What you need to do: Where a line in the records below includes "dropped", pull that line out.

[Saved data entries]

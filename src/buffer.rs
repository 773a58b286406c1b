use std::io::{self, Read};

use bytes::{Bytes, BytesMut};

/// Returns the offset of the first occurrence of `needle` in `haystack`.
pub(crate) fn find_bytes(haystack: &[u8], needle: &[u8]) -> Option<usize> {
    memchr::memmem::find(haystack, needle)
}

/// Bytes pulled from a source but not yet consumed by the decoder.
///
/// The source is owned by the buffer and dropped with it, so it is released on
/// every exit path of a decode call.
pub(crate) struct StreamBuffer<R> {
    pub(crate) eof: bool,
    pub(crate) buf: BytesMut,
    source: R,
    read_size: usize,
}

impl<R: Read> StreamBuffer<R> {
    pub fn new(source: R, read_size: usize) -> Self {
        let read_size = read_size.max(1);

        StreamBuffer {
            eof: false,
            buf: BytesMut::with_capacity(read_size),
            source,
            read_size,
        }
    }

    pub fn len(&self) -> usize {
        self.buf.len()
    }

    /// Appends at most one chunk from the source and returns how many bytes
    /// arrived. `Ok(0)` means the source is exhausted.
    pub fn fill(&mut self) -> crate::Result<usize> {
        if self.eof {
            return Ok(0);
        }

        let start = self.buf.len();
        self.buf.resize(start + self.read_size, 0);

        loop {
            match self.source.read(&mut self.buf[start..]) {
                Ok(0) => {
                    self.buf.truncate(start);
                    self.eof = true;
                    return Ok(0);
                }
                Ok(n) => {
                    self.buf.truncate(start + n);
                    return Ok(n);
                }
                Err(err) if err.kind() == io::ErrorKind::Interrupted => continue,
                Err(err) => {
                    self.buf.truncate(start);
                    return Err(err.into());
                }
            }
        }
    }

    /// Reads until at least `len` bytes are buffered.
    pub fn ensure(&mut self, len: usize) -> crate::Result<()> {
        while self.buf.len() < len {
            if self.fill()? == 0 {
                return Err(crate::Error::Truncated);
            }
        }

        Ok(())
    }

    pub fn find(&self, pattern: &[u8]) -> Option<usize> {
        find_bytes(&self.buf, pattern)
    }

    /// Reads until `pattern` is buffered and returns its offset.
    pub fn read_until(&mut self, pattern: &[u8]) -> crate::Result<usize> {
        self.read_until_within(pattern, usize::MAX)?
            .ok_or(crate::Error::Truncated)
    }

    /// Like [`read_until`](Self::read_until), but gives up with `Ok(None)` as
    /// soon as the pattern can no longer start within the first `max_offset`
    /// bytes.
    pub fn read_until_within(&mut self, pattern: &[u8], max_offset: usize) -> crate::Result<Option<usize>> {
        let tail = pattern.len().saturating_sub(1);
        let mut searched = 0;

        loop {
            if let Some(idx) = find_bytes(&self.buf[searched..], pattern) {
                return Ok(Some(searched + idx));
            }

            // The pattern may still straddle the last `tail` bytes.
            searched = self.buf.len().saturating_sub(tail);

            if searched > max_offset {
                return Ok(None);
            }

            if self.fill()? == 0 {
                return Err(crate::Error::Truncated);
            }
        }
    }

    /// Removes and returns everything before `offset + skip`.
    pub fn consume_until(&mut self, offset: usize, skip: usize) -> Bytes {
        let at = (offset + skip).min(self.buf.len());
        self.buf.split_to(at).freeze()
    }

    pub fn starts_with(&self, pattern: &[u8]) -> bool {
        self.buf.starts_with(pattern)
    }
}
use std::io::Read;

use crate::boundary::Boundary;
use crate::buffer::StreamBuffer;
use crate::constants;
use crate::header::FieldHeader;
use crate::temp::{TempFileGuard, TempStorage};
use crate::upload::{UploadError, UploadedFile};

/// Streams a file field's payload into a temp file and leaves the buffer at
/// the next delimiter.
///
/// At most one read chunk plus the delimiter length is held in memory. Once
/// the payload passes `max_file_size` nothing more is written, but the rest of
/// the payload is still consumed so the next field can be read. The temp file
/// is removed for every outcome other than a stored upload, including errors.
pub(crate) fn spool_file<R: Read>(
    buffer: &mut StreamBuffer<R>,
    boundary: &Boundary,
    field: &FieldHeader,
    max_file_size: u64,
    storage: &dyn TempStorage,
) -> crate::Result<UploadedFile> {
    let mut temp = TempFileGuard::create(storage)?;

    let delimiter = boundary.body_delimiter();
    let tail = delimiter.len() - 1;
    let mut size: u64 = 0;

    loop {
        if let Some(idx) = buffer.find(delimiter) {
            let chunk = buffer.consume_until(idx, constants::CRLF.len());
            write_bounded(&mut temp, &chunk[..idx], &mut size, max_file_size)?;
            break;
        }

        // Keep a possible partial delimiter at the end of the buffer.
        if buffer.len() > tail {
            let chunk = buffer.consume_until(buffer.len() - tail, 0);
            write_bounded(&mut temp, &chunk, &mut size, max_file_size)?;
        }

        if buffer.fill()? == 0 {
            return Err(crate::Error::Truncated);
        }
    }

    let file_name = field.file_name.clone().unwrap_or_default();
    let content_type = field.content_type.clone();

    if size == 0 {
        trace!("file field '{}' is empty", field.name);
        return Ok(UploadedFile::failed(file_name, content_type, UploadError::NoFile));
    }

    if size > max_file_size {
        trace!(
            "file field '{}' is {} bytes, over the {} byte limit",
            field.name,
            size,
            max_file_size
        );
        return Ok(UploadedFile::failed(file_name, content_type, UploadError::SizeExceeded));
    }

    let path = temp.keep()?;
    trace!("spooled file field '{}' ({} bytes) to {}", field.name, size, path.display());

    Ok(UploadedFile::stored(file_name, content_type, size, path))
}

fn write_bounded(temp: &mut TempFileGuard<'_>, bytes: &[u8], size: &mut u64, max_file_size: u64) -> crate::Result<()> {
    let next = *size + bytes.len() as u64;

    if next <= max_file_size {
        temp.write_all(bytes)?;
    }

    *size = next;
    Ok(())
}

#[cfg(test)]
mod tests {
    use super::*;
    use std::fs;
    use std::path::PathBuf;

    struct ScratchStorage {
        dir: PathBuf,
    }

    impl ScratchStorage {
        fn new(name: &str) -> ScratchStorage {
            let dir = std::env::temp_dir().join(format!("formdec-spool-{}-{}", name, std::process::id()));
            fs::create_dir_all(&dir).unwrap();
            ScratchStorage { dir }
        }

        fn entries(&self) -> usize {
            fs::read_dir(&self.dir).unwrap().count()
        }
    }

    impl TempStorage for ScratchStorage {
        fn create(&self) -> std::io::Result<(PathBuf, fs::File)> {
            let path = self.dir.join("upload.tmp");
            let file = fs::File::create(&path)?;
            Ok((path, file))
        }
    }

    impl Drop for ScratchStorage {
        fn drop(&mut self) {
            let _ = fs::remove_dir_all(&self.dir);
        }
    }

    /// Hands out files opened read-only, so every write fails.
    struct ReadOnlyStorage(ScratchStorage);

    impl TempStorage for ReadOnlyStorage {
        fn create(&self) -> std::io::Result<(PathBuf, fs::File)> {
            let (path, _) = self.0.create()?;
            let file = fs::File::open(&path)?;
            Ok((path, file))
        }
    }

    fn file_field() -> FieldHeader {
        FieldHeader {
            name: "f".to_owned(),
            file_name: Some("x.txt".to_owned()),
            content_type: "text/plain".to_owned(),
            charset: None,
        }
    }

    #[test]
    fn test_spool_file_across_chunk_sizes() {
        let boundary = Boundary::new("B");
        let data = b"HELLO\r\n-\r\n--X\r\nWORLD\r\n--B--\r\n";

        for read_size in &[1, 2, 5, 8192] {
            let storage = ScratchStorage::new(&format!("chunks-{}", read_size));
            let mut buffer = StreamBuffer::new(&data[..], *read_size);

            let file = spool_file(&mut buffer, &boundary, &file_field(), u64::MAX, &storage).unwrap();
            assert!(file.is_ok());
            assert_eq!(file.size(), 20);
            assert_eq!(file.file_name(), "x.txt");
            assert_eq!(file.content_type(), "text/plain");
            assert_eq!(fs::read(file.path().unwrap()).unwrap(), b"HELLO\r\n-\r\n--X\r\nWORLD");

            buffer.ensure(boundary.terminal().len()).unwrap();
            assert!(buffer.starts_with(boundary.terminal()));
        }
    }

    #[test]
    fn test_spool_empty_file() {
        let storage = ScratchStorage::new("empty");
        let boundary = Boundary::new("B");
        let mut buffer = StreamBuffer::new(&b"\r\n--B--\r\n"[..], 8192);

        let file = spool_file(&mut buffer, &boundary, &file_field(), u64::MAX, &storage).unwrap();
        assert_eq!(file.error(), UploadError::NoFile);
        assert_eq!(file.size(), 0);
        assert_eq!(file.path(), None);
        assert_eq!(storage.entries(), 0);
    }

    #[test]
    fn test_spool_file_too_large() {
        let storage = ScratchStorage::new("large");
        let boundary = Boundary::new("B");
        let mut buffer = StreamBuffer::new(&b"0123456789\r\n--B--\r\n"[..], 3);

        let file = spool_file(&mut buffer, &boundary, &file_field(), 9, &storage).unwrap();
        assert_eq!(file.error(), UploadError::SizeExceeded);
        assert_eq!(file.path(), None);
        assert_eq!(storage.entries(), 0);

        buffer.ensure(boundary.terminal().len()).unwrap();
        assert!(buffer.starts_with(boundary.terminal()));
    }

    #[test]
    fn test_spool_file_at_limit() {
        let storage = ScratchStorage::new("limit");
        let boundary = Boundary::new("B");
        let mut buffer = StreamBuffer::new(&b"0123456789\r\n--B--\r\n"[..], 4);

        let file = spool_file(&mut buffer, &boundary, &file_field(), 10, &storage).unwrap();
        assert!(file.is_ok());
        assert_eq!(file.size(), 10);
    }

    #[test]
    fn test_spool_truncated_removes_temp_file() {
        let storage = ScratchStorage::new("truncated");
        let boundary = Boundary::new("B");
        let mut buffer = StreamBuffer::new(&b"partial upload\r\n--"[..], 4);

        let result = spool_file(&mut buffer, &boundary, &file_field(), u64::MAX, &storage);
        assert_eq!(result, Err(crate::Error::Truncated));
        assert_eq!(storage.entries(), 0);
    }

    #[test]
    fn test_spool_write_failure_removes_temp_file() {
        let storage = ReadOnlyStorage(ScratchStorage::new("write-failure"));
        let boundary = Boundary::new("B");
        let mut buffer = StreamBuffer::new(&b"HELLO\r\n--B--\r\n"[..], 8192);

        let result = spool_file(&mut buffer, &boundary, &file_field(), u64::MAX, &storage);
        assert!(matches!(result, Err(crate::Error::IoFailure(_))));
        assert_eq!(storage.0.entries(), 0);
    }
}
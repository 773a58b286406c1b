use std::fs::{self, File, OpenOptions};
use std::io::{self, Write};
use std::path::{Path, PathBuf};
use std::sync::atomic::{AtomicU64, Ordering};
use std::sync::Arc;
use std::time::{SystemTime, UNIX_EPOCH};

use crate::constants;

/// Where uploaded files are spooled while a body is decoded.
///
/// Implementations must hand out a fresh, writable file per call. The default
/// is [`SystemTempStorage`]; tests and embedders can substitute their own
/// directory layout.
pub trait TempStorage {
    /// Creates a new, empty file and returns its path with a handle opened for
    /// writing.
    fn create(&self) -> io::Result<(PathBuf, File)>;

    /// Deletes a file previously returned by [`create`](TempStorage::create).
    fn remove(&self, path: &Path) -> io::Result<()> {
        fs::remove_file(path)
    }
}

impl<T: TempStorage + ?Sized> TempStorage for Arc<T> {
    fn create(&self) -> io::Result<(PathBuf, File)> {
        (**self).create()
    }

    fn remove(&self, path: &Path) -> io::Result<()> {
        (**self).remove(path)
    }
}

static TEMP_FILE_COUNTER: AtomicU64 = AtomicU64::new(1);

/// Allocates `uploaded-file-*.tmp` files in a directory, the system temp
/// directory by default.
#[derive(Debug, Clone, PartialEq, Eq)]
pub struct SystemTempStorage {
    dir: PathBuf,
}

impl SystemTempStorage {
    pub fn new() -> SystemTempStorage {
        SystemTempStorage::default()
    }

    pub fn in_dir<P: Into<PathBuf>>(dir: P) -> SystemTempStorage {
        SystemTempStorage { dir: dir.into() }
    }

    pub fn dir(&self) -> &Path {
        &self.dir
    }
}

impl Default for SystemTempStorage {
    fn default() -> Self {
        SystemTempStorage {
            dir: std::env::temp_dir(),
        }
    }
}

impl TempStorage for SystemTempStorage {
    fn create(&self) -> io::Result<(PathBuf, File)> {
        let ts_nanos = SystemTime::now()
            .duration_since(UNIX_EPOCH)
            .unwrap_or_default()
            .as_nanos();

        for _ in 0..32 {
            let counter = TEMP_FILE_COUNTER.fetch_add(1, Ordering::Relaxed);
            let candidate = self.dir.join(format!(
                "{}{}-{}-{}.tmp",
                constants::TEMP_FILE_PREFIX,
                std::process::id(),
                ts_nanos,
                counter
            ));

            match OpenOptions::new().create_new(true).write(true).open(&candidate) {
                Ok(file) => return Ok((candidate, file)),
                Err(err) if err.kind() == io::ErrorKind::AlreadyExists => {}
                Err(err) => return Err(err),
            }
        }

        Err(io::Error::new(
            io::ErrorKind::AlreadyExists,
            "failed to allocate a unique temp file",
        ))
    }
}

/// An open temp file that is closed and deleted when dropped, unless
/// [`keep`](TempFileGuard::keep) is called first.
pub struct TempFileGuard<'a> {
    storage: &'a dyn TempStorage,
    path: PathBuf,
    file: Option<File>,
    keep: bool,
}

impl<'a> TempFileGuard<'a> {
    pub fn create(storage: &'a dyn TempStorage) -> io::Result<TempFileGuard<'a>> {
        let (path, file) = storage.create()?;

        Ok(TempFileGuard {
            storage,
            path,
            file: Some(file),
            keep: false,
        })
    }

    pub fn path(&self) -> &Path {
        &self.path
    }

    pub fn write_all(&mut self, bytes: &[u8]) -> io::Result<()> {
        match self.file.as_mut() {
            Some(file) => file.write_all(bytes),
            None => Err(io::Error::new(io::ErrorKind::Other, "temp file already closed")),
        }
    }

    /// Flushes and closes the file, and releases it from deletion.
    pub fn keep(mut self) -> io::Result<PathBuf> {
        if let Some(mut file) = self.file.take() {
            file.flush()?;
        }

        self.keep = true;
        Ok(self.path.clone())
    }
}

impl Drop for TempFileGuard<'_> {
    fn drop(&mut self) {
        drop(self.file.take());

        if self.keep {
            return;
        }

        match self.storage.remove(&self.path) {
            Ok(()) => trace!("removed temp file {}", self.path.display()),
            Err(err) if err.kind() == io::ErrorKind::NotFound => {}
            Err(err) => warn!("failed to remove temp file {}: {}", self.path.display(), err),
        }
    }
}
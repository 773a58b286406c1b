use std::convert::TryFrom;
use std::io::Read;

use encoding_rs::{Encoding, UTF_8};

use crate::boundary::Boundary;
use crate::buffer::StreamBuffer;
use crate::constants;
use crate::header::FieldHeader;

/// Reads a text field's value and leaves the buffer at the next delimiter.
///
/// The line break in front of the delimiter belongs to the framing, not to the
/// value. Values longer than `limit` bytes abort with
/// [`Error::FieldSizeExceeded`](crate::Error::FieldSizeExceeded).
pub(crate) fn read_text_value<R: Read>(
    buffer: &mut StreamBuffer<R>,
    boundary: &Boundary,
    field: &FieldHeader,
    limit: u64,
) -> crate::Result<String> {
    let max_offset = usize::try_from(limit).unwrap_or(usize::MAX);

    let idx = match buffer.read_until_within(boundary.body_delimiter(), max_offset)? {
        Some(idx) if idx <= max_offset => idx,
        _ => {
            return Err(crate::Error::FieldSizeExceeded {
                limit,
                field_name: Some(field.name.clone()),
            });
        }
    };

    let mut raw = buffer.consume_until(idx, constants::CRLF.len());
    raw.truncate(idx);

    Ok(decode_text(&raw, field.charset.as_deref()))
}

/// Decodes `bytes` with the named charset, falling back to UTF-8 for unknown
/// or missing labels.
pub(crate) fn decode_text(bytes: &[u8], charset: Option<&str>) -> String {
    let encoding = charset
        .and_then(|label| Encoding::for_label(label.as_bytes()))
        .unwrap_or(UTF_8);

    let (text, _, _) = encoding.decode(bytes);
    text.into_owned()
}
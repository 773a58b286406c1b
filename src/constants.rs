use lazy_static::lazy_static;
use regex::bytes::Regex;

pub(crate) const DEFAULT_MAX_FILE_SIZE: u64 = std::u64::MAX;
pub(crate) const DEFAULT_MAX_FILE_COUNT: usize = std::usize::MAX;
pub(crate) const DEFAULT_MAX_FIELD_SIZE: u64 = std::u64::MAX;

pub(crate) const DEFAULT_READ_SIZE: usize = 8192;

pub(crate) const MAX_HEADERS: usize = 32;
pub(crate) const MAX_HEADER_BLOCK_SIZE: usize = 8 * 1024;
pub(crate) const BOUNDARY_EXT: &str = "--";
pub(crate) const CRLF: &str = "\r\n";
pub(crate) const CRLF_CRLF: &str = "\r\n\r\n";

pub(crate) const TEMP_FILE_PREFIX: &str = "uploaded-file-";

lazy_static! {
    pub(crate) static ref CONTENT_DISPOSITION_TYPE_RE: Regex = Regex::new(r#"(?i-u)^\s*form-data\s*(?:;|$)"#).unwrap();
    pub(crate) static ref CONTENT_DISPOSITION_FIELD_NAME_RE: Regex =
        Regex::new(r#"(?i-u);\s*name\s*=\s*"([^"]*)""#).unwrap();
    pub(crate) static ref CONTENT_DISPOSITION_FILE_NAME_RE: Regex =
        Regex::new(r#"(?i-u);\s*filename\s*=\s*"([^"]*)""#).unwrap();
}
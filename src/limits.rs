use crate::constants;

/// Limits applied to a single decode call.
///
/// Files over [`max_file_size`](DecodeLimits::max_file_size) are still read
/// through but reported with [`UploadError::SizeExceeded`](crate::UploadError::SizeExceeded).
/// Files past [`max_file_count`](DecodeLimits::max_file_count) are parsed and
/// discarded, and the first `N` files are kept.
///
/// # Examples
///
/// ```
/// use formdec::DecodeLimits;
///
/// let limits = DecodeLimits::new()
///     .max_file_size(2 * 1024 * 1024)
///     .max_file_count(20)
///     .max_field_size(64 * 1024);
///
/// assert_eq!(limits.file_size(), 2 * 1024 * 1024);
/// ```
#[derive(Debug, Clone, Copy, PartialEq, Eq)]
pub struct DecodeLimits {
    pub(crate) max_file_size: u64,
    pub(crate) max_file_count: usize,
    pub(crate) max_field_size: u64,
}

impl DecodeLimits {
    /// Creates limits with no restriction on file size, file count or text
    /// field size.
    pub fn new() -> DecodeLimits {
        DecodeLimits::default()
    }

    /// Sets the maximum size in bytes of one uploaded file.
    pub fn max_file_size(mut self, limit: u64) -> DecodeLimits {
        self.max_file_size = limit;
        self
    }

    /// Sets the maximum number of uploaded files kept per request.
    pub fn max_file_count(mut self, limit: usize) -> DecodeLimits {
        self.max_file_count = limit;
        self
    }

    /// Sets the maximum size in bytes of a text value held in memory.
    ///
    /// Unlike the file limits, exceeding it aborts decoding with
    /// [`Error::FieldSizeExceeded`](crate::Error::FieldSizeExceeded).
    pub fn max_field_size(mut self, limit: u64) -> DecodeLimits {
        self.max_field_size = limit;
        self
    }

    pub fn file_size(&self) -> u64 {
        self.max_file_size
    }

    pub fn file_count(&self) -> usize {
        self.max_file_count
    }

    pub fn field_size(&self) -> u64 {
        self.max_field_size
    }
}

impl Default for DecodeLimits {
    fn default() -> Self {
        DecodeLimits {
            max_file_size: constants::DEFAULT_MAX_FILE_SIZE,
            max_file_count: constants::DEFAULT_MAX_FILE_COUNT,
            max_field_size: constants::DEFAULT_MAX_FIELD_SIZE,
        }
    }
}

#[cfg(test)]
mod tests {
    use super::*;

    #[test]
    fn test_default_is_unlimited() {
        let limits = DecodeLimits::default();
        assert_eq!(limits.file_size(), u64::MAX);
        assert_eq!(limits.file_count(), usize::MAX);
        assert_eq!(limits.field_size(), u64::MAX);
    }

    #[test]
    fn test_builder() {
        let limits = DecodeLimits::new().max_file_size(10).max_file_count(1).max_field_size(5);
        assert_eq!(limits.file_size(), 10);
        assert_eq!(limits.file_count(), 1);
        assert_eq!(limits.field_size(), 5);
    }
}
use std::fs;
use std::io;
use std::path::{Path, PathBuf};

/// The per-file outcome of spooling an upload.
#[derive(Debug, Clone, Copy, PartialEq, Eq)]
pub enum UploadError {
    /// The file was stored.
    None,
    /// The field carried a file name but no content.
    NoFile,
    /// The content was larger than
    /// [`DecodeLimits::max_file_size`](crate::DecodeLimits::max_file_size).
    SizeExceeded,
}

impl UploadError {
    /// The matching PHP `UPLOAD_ERR_*` code.
    pub fn php_code(self) -> u8 {
        match self {
            UploadError::None => 0,
            UploadError::SizeExceeded => 1,
            UploadError::NoFile => 4,
        }
    }
}

/// A file field spooled to temporary storage.
///
/// The caller owns the file at [`path`](UploadedFile::path) and is expected
/// to [`persist`](UploadedFile::persist) or [`remove`](UploadedFile::remove)
/// it. Failed uploads never have a path.
#[derive(Debug, Clone, PartialEq, Eq)]
pub struct UploadedFile {
    pub(crate) file_name: String,
    pub(crate) content_type: String,
    pub(crate) size: u64,
    pub(crate) path: Option<PathBuf>,
    pub(crate) error: UploadError,
}

impl UploadedFile {
    pub(crate) fn stored(file_name: String, content_type: String, size: u64, path: PathBuf) -> UploadedFile {
        UploadedFile {
            file_name,
            content_type,
            size,
            path: Some(path),
            error: UploadError::None,
        }
    }

    pub(crate) fn failed(file_name: String, content_type: String, error: UploadError) -> UploadedFile {
        UploadedFile {
            file_name,
            content_type,
            size: 0,
            path: None,
            error,
        }
    }

    /// The file name as sent by the client.
    pub fn file_name(&self) -> &str {
        &self.file_name
    }

    /// The lower-cased, client-declared content type, empty if none was sent.
    pub fn content_type(&self) -> &str {
        &self.content_type
    }

    pub fn size(&self) -> u64 {
        self.size
    }

    pub fn path(&self) -> Option<&Path> {
        self.path.as_deref()
    }

    pub fn error(&self) -> UploadError {
        self.error
    }

    pub fn is_ok(&self) -> bool {
        self.error == UploadError::None
    }

    /// Moves the stored file to `to`.
    pub fn persist<P: AsRef<Path>>(&mut self, to: P) -> io::Result<()> {
        let from = self
            .path
            .as_deref()
            .ok_or_else(|| io::Error::new(io::ErrorKind::NotFound, "upload has no stored file"))?;
        let to = to.as_ref();

        if fs::rename(from, to).is_err() {
            // Likely a cross-device move.
            fs::copy(from, to)?;
            fs::remove_file(from)?;
        }

        self.path = Some(to.to_owned());
        Ok(())
    }

    /// Deletes the stored file, if any.
    pub fn remove(self) -> io::Result<()> {
        match self.path {
            Some(path) => fs::remove_file(path),
            None => Ok(()),
        }
    }
}

#[cfg(test)]
mod tests {
    use super::*;

    #[test]
    fn test_php_codes() {
        assert_eq!(UploadError::None.php_code(), 0);
        assert_eq!(UploadError::SizeExceeded.php_code(), 1);
        assert_eq!(UploadError::NoFile.php_code(), 4);
    }

    #[test]
    fn test_failed_upload_has_no_path() {
        let file = UploadedFile::failed("x.txt".to_owned(), "text/plain".to_owned(), UploadError::NoFile);
        assert!(!file.is_ok());
        assert_eq!(file.size(), 0);
        assert_eq!(file.path(), None);
        assert!(file.remove().is_ok());
    }

    #[test]
    fn test_persist_and_remove() {
        let dir = std::env::temp_dir().join(format!("formdec-upload-{}", std::process::id()));
        fs::create_dir_all(&dir).unwrap();
        let from = dir.join("spooled.tmp");
        fs::write(&from, b"HELLO").unwrap();

        let mut file = UploadedFile::stored("x.txt".to_owned(), "text/plain".to_owned(), 5, from.clone());
        let to = dir.join("kept.txt");
        file.persist(&to).unwrap();

        assert!(!from.exists());
        assert_eq!(file.path(), Some(to.as_path()));
        assert_eq!(fs::read(&to).unwrap(), b"HELLO");

        file.remove().unwrap();
        assert!(!to.exists());
        fs::remove_dir_all(&dir).unwrap();
    }
}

Response to this task:
/// The source is owned by the buffer and dropped with it, so it is released on
/// An open temp file that is closed and deleted when dropped, unless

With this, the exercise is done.